In occasione dei 500 anni dalla Riforma protestante, venerdì 10 marzo 2017, nell’aula magna della Pontificia Facoltà Teologica della Sardegna, a Cagliari, si è tenuta una tavola rotonda dal titolo: “Fede e salvezza. In dialogo con Lutero”. All’evento, organizzato dalla Facoltà Teologica e dalla Chiesa Evangelica Battista di Cagliari, e coordinato da don Lucio Casula, docente ordinario di Teologia dogmatica alla Facoltà Teologica, hanno partecipato l’arcivescovo di Cagliari, mons. Arrigo Miglio, la pastora della Chiesa Evangelica Battista di Cagliari, Elizabeth Green, e diversi docenti della facoltà e rappresentanti delle due chiese, a suggellare una collaborazione e un ascolto reciproco che dura ormai da anni.

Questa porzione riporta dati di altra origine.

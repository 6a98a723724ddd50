//! Shared utilities for integration testing.

use std::net::SocketAddr;
use std::time::Duration;

use axum::body::Body;
use axum::http::{header, HeaderValue, Request, Response};
use axum::routing::any;
use axum::Router;
use tokio::net::TcpListener;

use openstack_mock::config::{DispatcherConfig, EndpointsConfig};
use openstack_mock::HttpServer;

/// Start a mock backend that answers every path with `<name>: <path>` and
/// echoes routing-relevant request details back in response headers.
/// Returns the backend's base URL.
pub async fn start_mock_backend(name: &'static str) -> String {
    async fn respond(name: &'static str, request: Request<Body>) -> Response<Body> {
        let method = request.method().to_string();
        let path = request.uri().path().to_string();
        let query = request.uri().query().map(str::to_string);
        let forwarded_host = request
            .headers()
            .get("x-forwarded-host")
            .and_then(|v| v.to_str().ok())
            .map(str::to_string);

        let mut response = Response::new(Body::from(format!("{name}: {path}")));
        let headers = response.headers_mut();
        headers.insert("x-backend", HeaderValue::from_static(name));
        headers.insert(
            header::CONTENT_TYPE,
            HeaderValue::from_static("text/plain; charset=utf-8"),
        );
        if let Ok(value) = HeaderValue::from_str(&method) {
            headers.insert("x-echo-method", value);
        }
        if let Some(query) = query {
            if let Ok(value) = HeaderValue::from_str(&query) {
                headers.insert("x-echo-query", value);
            }
        }
        if let Some(host) = forwarded_host {
            if let Ok(value) = HeaderValue::from_str(&host) {
                headers.insert("x-echo-forwarded-host", value);
            }
        }
        response
    }

    let app = Router::new()
        .route("/", any(move |req| respond(name, req)))
        .route("/{*path}", any(move |req| respond(name, req)));

    let listener = TcpListener::bind("127.0.0.1:0").await.unwrap();
    let addr = listener.local_addr().unwrap();
    tokio::spawn(async move {
        let _ = axum::serve(listener, app).await;
    });

    format!("http://{addr}")
}

/// Start all six mock backends and return a config pointing at them.
pub async fn mock_cloud_config() -> DispatcherConfig {
    DispatcherConfig {
        endpoints: EndpointsConfig {
            compute: start_mock_backend("compute").await,
            networking: start_mock_backend("networking").await,
            load_balancer: start_mock_backend("loadbalancer").await,
            block_storage: start_mock_backend("blockstorage").await,
            dns: start_mock_backend("dns").await,
            image: start_mock_backend("image").await,
        },
        ..Default::default()
    }
}

/// Run a dispatcher for `config` on an ephemeral port and return its
/// address.
pub async fn start_dispatcher(config: &DispatcherConfig) -> SocketAddr {
    let server = HttpServer::new(config).expect("dispatcher construction failed");
    let listener = TcpListener::bind("127.0.0.1:0").await.unwrap();
    let addr = listener.local_addr().unwrap();

    tokio::spawn(async move {
        let _ = server.run(listener).await;
    });
    tokio::time::sleep(Duration::from_millis(50)).await;

    addr
}

/// HTTP client without connection pooling, so each test request hits a
/// fresh connection.
pub fn client() -> reqwest::Client {
    reqwest::Client::builder()
        .pool_max_idle_per_host(0)
        .no_proxy()
        .build()
        .unwrap()
}
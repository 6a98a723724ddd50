//! Single-endpoint dispatcher for a set of mock OpenStack services.
//!
//! Six independently running mock backends (nova, neutron, octavia, cinder,
//! designate, glance) are unified behind one HTTP address. The dispatcher
//! classifies each inbound request as Keystone token issuance, identity
//! discovery, or a backend path, and either answers it locally or forwards
//! it to the backend whose registered URI prefix matches longest.
//!
//! ```text
//! Client Request
//!     → http::server (dispatch)
//!         → identity::token      (POST /v3/auth/tokens)
//!         → identity::discovery  (/v3/identity, /v3/identity/*)
//!         → routing::router      (longest-prefix lookup)
//!             → proxy::forwarder (rewrite destination, relay)
//!         → 404                  (no route)
//! ```
//!
//! Intended for local development and testing only: tokens are never
//! validated, nothing is persisted, and no TLS is terminated.

pub mod config;
pub mod http;
pub mod identity;
pub mod proxy;
pub mod routing;

pub use config::DispatcherConfig;
pub use http::HttpServer;
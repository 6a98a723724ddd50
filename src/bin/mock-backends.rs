//! Stand-in backends for interactive use of the dispatcher.
//!
//! Starts six trivial echo services on ephemeral loopback ports and prints
//! their base URLs as a ready-to-use TOML endpoints block. Each service
//! answers every path with `<name>: <path>` and an `X-Backend` header, which
//! is enough to see dispatcher routing working end to end.

use axum::body::Body;
use axum::http::{header, HeaderValue, Request, Response};
use axum::routing::any;
use axum::Router;
use tokio::net::TcpListener;
use tracing_subscriber::{layer::SubscriberExt, util::SubscriberInitExt};

const SERVICES: [&str; 6] = [
    "compute",
    "networking",
    "load_balancer",
    "block_storage",
    "dns",
    "image",
];

async fn echo(name: &'static str, request: Request<Body>) -> Response<Body> {
    let body = format!("{name}: {}", request.uri().path());
    let mut response = Response::new(Body::from(body));
    response
        .headers_mut()
        .insert("x-backend", HeaderValue::from_static(name));
    response.headers_mut().insert(
        header::CONTENT_TYPE,
        HeaderValue::from_static("text/plain; charset=utf-8"),
    );
    response
}

#[tokio::main]
async fn main() -> Result<(), Box<dyn std::error::Error>> {
    tracing_subscriber::registry()
        .with(
            tracing_subscriber::EnvFilter::try_from_default_env()
                .unwrap_or_else(|_| "mock_backends=info".into()),
        )
        .with(tracing_subscriber::fmt::layer())
        .init();

    println!("[endpoints]");
    for name in SERVICES {
        let app = Router::new()
            .route("/", any(move |req| echo(name, req)))
            .route("/{*path}", any(move |req| echo(name, req)));

        let listener = TcpListener::bind("127.0.0.1:0").await?;
        let addr = listener.local_addr()?;
        println!("{name} = \"http://{addr}\"");

        tokio::spawn(async move {
            if let Err(e) = axum::serve(listener, app).await {
                tracing::error!(backend = name, error = %e, "Mock backend stopped");
            }
        });
    }

    println!();
    println!("Press Ctrl-C to stop.");
    tokio::signal::ctrl_c().await?;
    Ok(())
}
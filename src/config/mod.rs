//! Configuration management subsystem.
//!
//! # Data Flow
//! ```text
//! config file (TOML)
//!     → loader.rs (parse & deserialize)
//!     → validation.rs (semantic checks)
//!     → DispatcherConfig (validated, immutable)
//!     → shared via Arc to the server
//! ```
//!
//! # Design Decisions
//! - Config is immutable once loaded; there is no reload path, the tool is
//!   restarted instead
//! - All fields have defaults except the six endpoint URLs, which are the
//!   sole required inputs
//! - Validation separates syntactic (serde) from semantic checks and
//!   reports every error, not just the first

pub mod loader;
pub mod schema;
pub mod validation;

pub use loader::{load_config, ConfigError};
pub use schema::{DispatcherConfig, EndpointsConfig, ListenerConfig};
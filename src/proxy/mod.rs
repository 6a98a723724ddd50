//! Forwarding subsystem.
//!
//! # Data Flow
//! ```text
//! Startup:
//!     backend base URL
//!     → forwarder.rs (parse scheme + authority, fatal on error)
//!     → one immutable Forwarder per backend, shared hyper client
//!
//! Per request:
//!     inbound Request
//!     → rewrite destination to the backend
//!     → relay backend response verbatim
//! ```
//!
//! # Design Decisions
//! - Destination state parsed once at construction, never per request
//! - Transport failures map to 502; no retry, no caching
//! - Response bodies are streamed, not buffered

pub mod forwarder;

pub use forwarder::{Forwarder, ForwarderError, ForwarderSet};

L’idea che il “dialogo” fosse anzitutto improntato all’ascolto è stata espressa da padre Francesco Maceri, gesuita, preside della Facoltà Teologica, all’inizio dell’incontro stesso: “Come dice papa Francesco ‘saper ascoltare è una grazia immensa’, il che implica il desiderio di capire, e di aprire il proprio cuore con benevolenza. Nell’ascolto si consuma il sacrificio di se stessi”.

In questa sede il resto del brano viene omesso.